Os EUA não enviarão nenhum alto funcionário para a próxima cúpula do clima COP30 no Brasil, disse um funcionário da Casa Branca Reuters na sexta-feira.
A autoridade disse que a medida deve aliviar as preocupações entre alguns líderes mundiais de que Washington possa tentar atrapalhar as negociações. O Brasil sediará uma cúpula de líderes na próxima semana, seguida de duas semanas de negociações climáticas da ONU na cidade amazônica de Belém.
“O presidente está em contacto direto com líderes de todo o mundo sobre questões energéticas, como se pode ver pelos históricos acordos comerciais e acordos de paz que têm um foco significativo nas parcerias energéticas”, afirmou.
disse o funcionário da Casa Branca em um e-mail Reuters.
Qual é a posição de Trump em relação à ação climática?
O presidente dos EUA, Donald Trump, esclareceu a sua visão sobre a ação climática multilateral. Falando na Assembleia Geral da ONU no mês passado, ele descreveu as alterações climáticas como a “maior farsa” do mundo e criticou os países por estabelecerem políticas ambientais que, segundo ele, “custaram fortunas aos seus países”.
Trump anunciou no seu primeiro dia no cargo que os EUA se retirariam do acordo climático de Paris, uma medida que entrará em vigor em Janeiro de 2026. O Departamento de Estado também está a rever a participação dos EUA noutros acordos ambientais internacionais.
Tensões em torno das negociações climáticas globais
No início deste mês, os Estados Unidos ameaçaram usar restrições de vistos e sanções contra países que apoiassem uma proposta da Organização Marítima Internacional (IMO) para reduzir as emissões de gases com efeito de estufa provenientes do transporte marítimo.
Esse aviso levou a maioria dos países da IMO a adiar por um ano a decisão sobre a definição de um preço global do carbono para o transporte marítimo internacional, informou a Reuters.
A administração Trump concentrou-se, em vez disso, em acordos energéticos bilaterais, incluindo acordos para expandir as exportações de gás natural liquefeito (GNL) dos EUA para parceiros como a Coreia do Sul e a UE.

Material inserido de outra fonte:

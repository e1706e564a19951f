//! Ruster Sniper Library
//!
//! Webhook-triggered Solana token sniper:
//! - Normalizes notification text (NFKC + homoglyph folding) and OCR output
//! - Scans for Base58 mint addresses with a sliding window
//! - Validates canonical 32-byte encodings against a block-list
//! - Races metadata lookups and buys the first resolvable token via Jupiter

pub mod api;
pub mod core;
pub mod models;
pub mod providers;
pub mod utils;

pub use crate::core::{BlockList, MetadataSource, SniperPipeline, TextExtractor, TradeDispatcher};
pub use models::{
    AppError, AppResult, ErrorCode, NotificationPayload, PipelineOutcome, SniperConfig, SourceKind,
    TokenMetadata, TradePolicy, TradePolicyTable, TradeReceipt, WebhookResponse,
};
pub use providers::{JupiterDispatcher, OcrSpaceClient, SolanaRpcClient};
pub use utils::{TelemetryCollector, TelemetryStats, WalletSigner};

O secretário de Energia dos EUA, Chris Wright, disse na sexta-feira que há “espaço para um grande comércio de energia entre a China e os EUA”, dada a demanda da China por gás natural.

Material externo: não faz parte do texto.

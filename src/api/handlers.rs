//! API Request Handlers

use axum::{body::Bytes, extract::State, Json};
use std::sync::Arc;
use std::time::Instant;
use tracing::{info, warn};

use super::signature::WebhookVerifier;
use super::types::*;
use crate::core::pipeline::SniperPipeline;
use crate::models::errors::{AppError, AppResult};
use crate::models::types::{NotificationPayload, WebhookResponse};
use crate::utils::constants::APP_VERSION;
use crate::utils::telemetry::TelemetryCollector;

/// Shared application state
pub struct AppState {
    pub pipeline: SniperPipeline,
    pub telemetry: Arc<TelemetryCollector>,
    /// `None` disables signature verification
    pub verifier: Option<WebhookVerifier>,
    pub ocr_enabled: bool,
    pub start_time: Instant,
}

impl AppState {
    pub fn new(pipeline: SniperPipeline, verifier: Option<WebhookVerifier>, ocr_enabled: bool) -> Self {
        Self {
            telemetry: pipeline.telemetry().clone(),
            pipeline,
            verifier,
            ocr_enabled,
            start_time: Instant::now(),
        }
    }

    pub fn uptime_seconds(&self) -> u64 {
        self.start_time.elapsed().as_secs()
    }
}

// ============================================
// Health Check
// ============================================

pub async fn health_check(State(state): State<Arc<AppState>>) -> Json<ApiResponse<HealthData>> {
    let start = Instant::now();

    let data = HealthData {
        status: "healthy".to_string(),
        version: APP_VERSION.to_string(),
        uptime_seconds: state.uptime_seconds(),
    };

    Json(ApiResponse::success(
        data,
        start.elapsed().as_secs_f64() * 1000.0,
    ))
}

// ============================================
// Webhook
// ============================================

/// Run the sniper pipeline for one notification
pub async fn webhook(
    State(state): State<Arc<AppState>>,
    body: Bytes,
) -> AppResult<Json<WebhookResponse>> {
    let payload: NotificationPayload = serde_json::from_slice(&body).map_err(|e| {
        warn!(error = %e, "Malformed webhook payload");
        AppError::bad_request(format!("Invalid notification payload: {}", e))
    })?;

    info!(
        user = payload.user.as_deref().unwrap_or("-"),
        has_text = payload.text.is_some() || payload.full_text.is_some(),
        has_image = payload.image_url().is_some(),
        "📨 Notification received"
    );

    let outcome = state.pipeline.process(&payload).await?;
    Ok(Json(outcome.into()))
}

// ============================================
// Stats
// ============================================

pub async fn get_stats(State(state): State<Arc<AppState>>) -> Json<ApiResponse<StatsData>> {
    let start = Instant::now();

    let data = StatsData {
        pipeline: state.telemetry.get_stats(),
        signature_check: state.verifier.is_some(),
        ocr_enabled: state.ocr_enabled,
        uptime_seconds: state.uptime_seconds(),
        api_version: APP_VERSION.to_string(),
    };

    Json(ApiResponse::success(
        data,
        start.elapsed().as_secs_f64() * 1000.0,
    ))
}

Sinais políticos mais amplos
O funcionário da Casa Branca disse isso Reuters que “a maré está a mudar” no foco global nas alterações climáticas, citando um memorando de Bill Gates, que argumentou esta semana que era altura de desviar a atenção dos objectivos de temperatura. Gates disse que as mudanças climáticas “não levariam ao fim da humanidade”.
No início deste ano, os EUA também se opuseram a partes de uma proposta de tratado global sobre a poluição plástica, argumentando contra a limitação da produção de plástico.